4.  Le chapitre de Melmoth inspirant la strophe 2.13 des Chants de Maldoror

Chapitre 5

      Le soir après, Melmoth se retira de bonne heure. Le peu de repos qu'il avait goûté la veille lui rendait le sommeil nécessaire, et la tristesse du temps ne lui inspirait pas le désir de prolonger la journée. On était à la fin de l'automne, de gros nuages parcouraient lentement le ciel, comme pour se conformer à l'ennui que l'âme éprouve dans cette saison de l'année. Il ne tombait pas une goutte de pluie : les nuées en s'amoncelant présageaient une tempête affreuse. La menace ne tarda pas à s'accomplir. La soirée offrit une obscurité prématurée, et des rafales soudaines ébranlaient la maison jusque dans ses fondements. Vers la nuit, la tempête fut dans toute sa force. Le lit de Melmoth était secoué au point de lui ôter toute possibilité de dormir; il se leva et descendit à la cuisine où les domestiques rassemblés étaient assis autour du feu. Tous convenaient qu'ils n'avaient jamais entendu de tempête aussi horrible, et dans l'intervalle des coups de vent qui s'engouffraient dans la cheminée, ils offraient au Ciel des prières pour ceux qui étaient sur mer pendant cette nuit. La proximité de la côte, qui était de celles que les marins appellent malsaines, donnait à leurs voeux une effrayante sincérité.

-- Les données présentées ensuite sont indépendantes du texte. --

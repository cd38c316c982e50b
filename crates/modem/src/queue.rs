//! Bounded SMS queues between the UI and the worker.
//!
//! Both sides use the non-blocking `try_*` calls; a full queue drops the
//! message and the caller decides whether to tell the user.

use embassy_sync::blocking_mutex::raw::CriticalSectionRawMutex;
use embassy_sync::channel::Channel;
use store::sms::{normalize_phone, Body, Phone};

/// Outbound queue depth.
pub const SEND_QUEUE_DEPTH: usize = 4;

/// Inbound queue depth.
pub const RECV_QUEUE_DEPTH: usize = 8;

/// Tries per outgoing SMS before it is given up on.
pub const MAX_SEND_ATTEMPTS: u8 = 3;

/// Message waiting to be sent.
#[derive(Debug, Clone, PartialEq, Eq)]
pub struct OutgoingSms {
    /// Normalized destination.
    pub phone: Phone,
    /// Text, at most one SMS.
    pub body: Body,
    /// Sends that got no answer from the modem so far.
    pub attempts: u8,
}

/// Message read off the SIM.
#[derive(Debug, Clone, PartialEq, Eq)]
pub struct IncomingSms {
    /// Normalized sender.
    pub phone: Phone,
    /// Text.
    pub body: Body,
    /// Service-centre time (epoch seconds), 0 if unparsable.
    pub timestamp: u32,
}

fn bounded_body(text: &str) -> Body {
    let mut out = Body::new();
    for c in text.chars() {
        if out.push(c).is_err() {
            break;
        }
    }
    out
}

impl IncomingSms {
    /// Build from raw modem fields.
    pub fn new(phone: &str, body: &str, timestamp: u32) -> Self {
        Self {
            phone: normalize_phone(phone),
            body: bounded_body(body),
            timestamp,
        }
    }
}

/// The two queues.
pub struct SmsQueues {
    outbox: Channel<CriticalSectionRawMutex, OutgoingSms, SEND_QUEUE_DEPTH>,
    inbox: Channel<CriticalSectionRawMutex, IncomingSms, RECV_QUEUE_DEPTH>,
}

impl SmsQueues {
    /// Empty queues.
    pub const fn new() -> Self {
        Self {
            outbox: Channel::new(),
            inbox: Channel::new(),
        }
    }

    /// Queue an SMS for sending. Returns `false` if the queue is full or the
    /// number is empty after normalization.
    pub fn send_sms(&self, phone: &str, body: &str) -> bool {
        let phone = normalize_phone(phone);
        if phone.is_empty() {
            return false;
        }
        let msg = OutgoingSms {
            phone,
            body: bounded_body(body),
            attempts: 0,
        };
        match self.outbox.try_send(msg) {
            Ok(()) => true,
            Err(_) => {
                tracing::warn!("modem: send queue full, message dropped");
                false
            }
        }
    }

    /// Next received SMS, if any.
    pub fn recv_sms(&self) -> Option<IncomingSms> {
        self.inbox.try_receive().ok()
    }

    /// `true` when [`send_sms`](Self::send_sms) would drop the message.
    pub fn outbox_full(&self) -> bool {
        self.outbox.is_full()
    }

    pub(crate) fn next_outgoing(&self) -> Option<OutgoingSms> {
        self.outbox.try_receive().ok()
    }

    /// Put back a message whose send got no answer. Returns `false` once it
    /// has used up [`MAX_SEND_ATTEMPTS`] or the queue has no room.
    pub(crate) fn requeue(&self, mut msg: OutgoingSms) -> bool {
        msg.attempts = msg.attempts.saturating_add(1);
        if msg.attempts >= MAX_SEND_ATTEMPTS {
            tracing::warn!("modem: giving up on SMS to {} after {} tries", msg.phone.as_str(), msg.attempts);
            return false;
        }
        self.outbox.try_send(msg).is_ok()
    }

    /// Hand a received SMS to the UI. Returns it back when the queue is full.
    pub(crate) fn deliver(&self, sms: IncomingSms) -> Result<(), IncomingSms> {
        self.inbox.try_send(sms).map_err(|e| match e {
            embassy_sync::channel::TrySendError::Full(sms) => sms,
        })
    }

    /// Messages waiting to be sent.
    pub fn pending_outgoing(&self) -> usize {
        self.outbox.len()
    }
}

impl Default for SmsQueues {
    fn default() -> Self {
        Self::new()
    }
}

/// Process-wide queues.
pub static SMS_QUEUES: SmsQueues = SmsQueues::new();

#[cfg(test)]
mod tests {
    use super::*;

    #[test]
    fn test_send_queue_drops_when_full() {
        let q = SmsQueues::new();
        for i in 0..SEND_QUEUE_DEPTH {
            assert!(q.send_sms("+1234", &format!("m{i}")));
        }
        assert!(!q.send_sms("+1234", "overflow"));
        assert_eq!(q.pending_outgoing(), SEND_QUEUE_DEPTH);
        assert_eq!(q.next_outgoing().unwrap().body.as_str(), "m0");
    }

    #[test]
    fn test_send_rejects_empty_number() {
        let q = SmsQueues::new();
        assert!(!q.send_sms("abc", "hi"));
    }

    #[test]
    fn test_recv_queue_returns_overflow() {
        let q = SmsQueues::new();
        for _ in 0..RECV_QUEUE_DEPTH {
            q.deliver(IncomingSms::new("+1", "x", 0)).unwrap();
        }
        let back = q.deliver(IncomingSms::new("+2", "y", 0)).unwrap_err();
        assert_eq!(back.phone.as_str(), "+2");
        assert!(q.recv_sms().is_some());
    }

    #[test]
    fn test_body_capped_at_one_sms() {
        let q = SmsQueues::new();
        assert!(q.send_sms("+1", &"a".repeat(200)));
        assert_eq!(q.next_outgoing().unwrap().body.len(), 160);
    }
}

      Bientôt cependant Melmoth découvrit que leur esprit éprouvait d'autres terreurs encore que celles qu'inspirait la tempête. Ils semblaient tous la croire intimement liée avec la mort récente de leur maître, et avec la visite du personnage extraordinaire, dont l'existence ne souffrait aucun doute à leurs yeux. Ils se communiquaient mutuellement leurs craintes, à voix basse, mais assez distinctement pour que Melmoth qui marchait à grands pas dans la cuisine [70] pût fort bien entendre ce qu'ils disaient. La frayeur aime l'association des idées; elle se plaît à lier l'agitation des éléments avec celle de la vie de l'homme. Le vent, les éclairs, le roulement du tonnerre trouvent toujours quelqu'un dont l'imagination active reconnaît en eux la suite ou le présage d'une calamité; ils ont toujours quelque rapport avec le sort des vivants ou la destinée des morts.
      — Il est parti avec ce coup de vent, dit une des vieilles femmes en ôtant la pipe de sa bouche et en cherchant vainement à la rallumer aux cendres que la tempête avait dispersées sur le carreau.
      — Il reviendra, s'écria une autre, il reviendra; il ne repose pas ! il crie et se lamente, jusqu'à ce qu'il ait dit quelque chose qu'il n'a jamais pu dire pendant sa vie.
      — Dieu nous préserve, ajouta-t-elle, en se baissant pour parler dans la cheminée comme si elle avait voulu adresser la parole à cette âme inquiète. Dites-nous ce que vous désirez et faites cesser la tempête. Y consentez-vous ?
      Le vent lui répondit avec d'affreux hurlements : la vieille se retira en frissonnant.
      — Si c'est là ce que vous voulez, prenez-les tous, dit une jeune femme que Melmoth n'avait pas encore remarquée, et en disant ces mots elle arracha avec vivacité ses papillottes [= papillotes] et les jeta au feu.
      Son action fit souvenir Melmoth d'une histoire ridicule qu'on lui avait racontée la veille. Il paraît que cette jeune fille s'était servie pour ses cheveux de quelques vieux papiers de famille tout-à-fait inutiles; elle s'imagina néanmoins que le bruit terrible qui se faisait là-haut provenait de ce qu'elle s'était emparée d'une chose appartenant au défunt; elle n'eut donc rien de plus pressé que de s'en dessaisir en ajoutant :
      — Allons, allons, soyez content, au nom du Seigneur et qu'il n'en soit plus question. Vous avez maintenant ce que vous désirez : nous laisserez-vous tranquilles ?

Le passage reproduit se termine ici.